Nicht sollte jedoch die Tatsache, dass bei Internetauftritten der Medienunternehmen (außerhalb der Social-Media Auftritte) trotz bestehender Forenregeln und der teilweise vorgenommenen Moderation und erst nachträglichen Freigabe von Kommentaren strafrechtlich relevante Beiträge gefunden werden können, unberücksichtigt bleiben.
Insbesondere ist hier im Zusammenhang mit Zeitungsforen (erneut) auf den Umstand hinzuweisen, dass Beiträge eines Zeitungsforums bspw. durch das Teilen auf einer Plattform wie Facebook eine große Reichweite erzielen. Sind Zeitungsforen von Regelungen ausgenommen, könnten potentielle Hassposterinnen und Hassposter dazu verleitet werden, ihre Kommentare zu Beiträgen in den „kleineren" Foren zu veröffentlichen, um dort einer Verfolgung bzw. Löschung zu entgehen.1
Plattformregelungen mögen sich am nationalen Recht orientieren und entsprechende Zeitungsforen ihren Sitz in Österreich haben. Unsere praktische Erfahrung im Rahmen der Betreuung der „BanHate" zeigt jedoch, dass die Identifizierung entsprechender verantwortlicher Ansprechpersonen bei heimischen Zeitungsforen teilweise unmöglich scheint, eine Löschung auch bei Meldung entsprechender Postings nicht umgehend erfolgt und die Rückmeldung entsprechender Zeitungsforen zumeist ausbleibt.
Die Erforderlichkeit der Zustellung eines Unterlassungsanspruchs für den Fall rechtswidriger Veröffentlichungen in Zeitungsforen scheint hier nicht die gewollte Niederschwelligkeit zu erzielen.2 Ob die in den Erläuterungen genannten hohen Sorgfaltsanforderungen des MedienG mit jenen des gegenständlichen Gesetzes vergleichbar zu sein scheinen, bleibt fraglich.
Zudem müssen in diesem Zusammenhang auch Bedenken hinsichtlich der Zielsetzung des Gesetzes geäußert werden. Soll es im Endeffekt um den Kampf gegen internationale Großkonzerne gehen, oder sollen Betroffene vor Hate Speech - also vor hasserfüllten Beiträgen gegen Individuen und Gruppen durch Menschen, die die demokratischen Werte unserer Gesellschaft nicht akzeptieren wollen - geschützt werden?

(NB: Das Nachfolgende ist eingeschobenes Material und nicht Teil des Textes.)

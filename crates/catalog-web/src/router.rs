//! Web router using Axum

use axum::{
    extract::{rejection::JsonRejection, Path, Query, State},
    http::StatusCode,
    response::IntoResponse,
    routing::get,
    Json, Router,
};
use catalog_core::{query, CoreError, Item, ItemsPage, NewItem, QueryParams, Stats};
use serde::Deserialize;
use serde_json::Value;
use tower_http::cors::{Any, CorsLayer};
use tower_http::trace::TraceLayer;
use tracing::{debug, error};

use crate::error::ApiError;
use crate::state::AppState;

/// Create the web router
pub fn create_router(state: AppState) -> Router {
    let cors = CorsLayer::new()
        .allow_origin(Any)
        .allow_methods(Any)
        .allow_headers(Any);

    Router::new()
        .route("/api/items", get(list_items_handler).post(create_item_handler))
        .route("/api/items/{id}", get(get_item_handler))
        .route("/api/stats", get(stats_handler))
        .route("/api/health", get(health_handler))
        .layer(TraceLayer::new_for_http())
        .layer(cors)
        .with_state(state)
}

/// Raw query string for `GET /api/items`; numbers are parsed leniently
#[derive(Debug, Default, Deserialize)]
struct ListQuery {
    q: Option<String>,
    page: Option<String>,
    limit: Option<String>,
}

async fn list_items_handler(
    State(state): State<AppState>,
    Query(raw): Query<ListQuery>,
) -> Result<Json<ItemsPage>, ApiError> {
    let params = QueryParams::from_raw(
        raw.q.as_deref(),
        raw.page.as_deref(),
        raw.limit.as_deref(),
    );

    let items = state.store.read_all().await?;
    let page = query(&items, &params);

    debug!(
        search = ?params.search,
        page = page.page,
        total_pages = page.total_pages,
        returned = page.items.len(),
        "Items queried"
    );

    Ok(Json(page))
}

async fn get_item_handler(
    State(state): State<AppState>,
    Path(id): Path<String>,
) -> Result<Json<Item>, ApiError> {
    // A non-numeric id can never match a stored item
    let id: u64 = id.parse().map_err(|_| CoreError::not_found(&id))?;
    let item = state.store.find(id).await?;
    Ok(Json(item))
}

async fn create_item_handler(
    State(state): State<AppState>,
    payload: Result<Json<Value>, JsonRejection>,
) -> Result<(StatusCode, Json<Item>), ApiError> {
    let Json(payload) = payload?;
    let new_item = NewItem::from_json(&payload)?;
    let item = state.store.create(new_item).await?;
    Ok((StatusCode::CREATED, Json(item)))
}

async fn stats_handler(State(state): State<AppState>) -> Result<Json<Stats>, ApiError> {
    let stats = state.stats.get(&state.store).await?;
    Ok(Json(stats))
}

async fn health_handler(State(state): State<AppState>) -> impl IntoResponse {
    match state.store.read_all().await {
        Ok(items) => (
            StatusCode::OK,
            Json(serde_json::json!({
                "status": "healthy",
                "items": items.len(),
            })),
        ),
        Err(e) => {
            error!(error = %e, source = ?std::error::Error::source(&e), "Health check failed");
            (
                StatusCode::SERVICE_UNAVAILABLE,
                Json(serde_json::json!({
                    "status": "degraded",
                    "error": "Item store unavailable",
                })),
            )
        }
    }
}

2. § 2 Begriffsbestimmungen
Z6:
Seitens der Antidiskriminierungsstelle Steiermark wird empfohlen von der in § 2 Z6 enthaltenen taxativen Aufzählung Abstand zu nehmen. Anzumerken ist überdies, dass der Tatbestand gem. § 111 StGB (Üble Nachrede) nicht in der Aufzählung zu finden ist, was absolut nicht nachvollziehbar ist und wohl einen Fehler darstellen muss.
Von der Antidiskriminierungsstelle Steiermark erfolgt im Wege der Bearbeitung jener Meldungen, die über die „BanHate"-App eingehen, stets eine strafrechtliche Vorsubsumierung, bevor Inhalte an die zuständigen Behörden übermittelt werden. Die Subsumierung der Hasspostings unter bestehende Straftatbestände hatte in der Vergangenheit auch Delikte zum Inhalt, die nicht in der in § 2 Z6 enthaltenen Auflistung zu finden sind.
So sei in diesem Zusammenhang nur an das Abzeichen- oder Symbole-Gesetz zu denken.
Ebenso einschlägig waren in der Beurteilung in der Vergangenheit auch weitere Bestimmungen des Strafgesetzbuches, beispielsweise § 282 StGB (Aufforderung zu mit Strafe bedrohten Handlungen und Gutheißung mit Strafe bedrohter Handlungen), § 275 StGB (Landzwang), §§ 15, 78 StGB (versuchte Mitwirkung am Selbstmord), § 152 StGB (Kreditschädigung) etc. Ebenso kann kein Grund dafür gesehen werden, dass Hochverrat oder andere Angriffe gegen den Staat (im Sinne des Vierzehnten Abschnitts) gänzlich außer Acht gelassen werden.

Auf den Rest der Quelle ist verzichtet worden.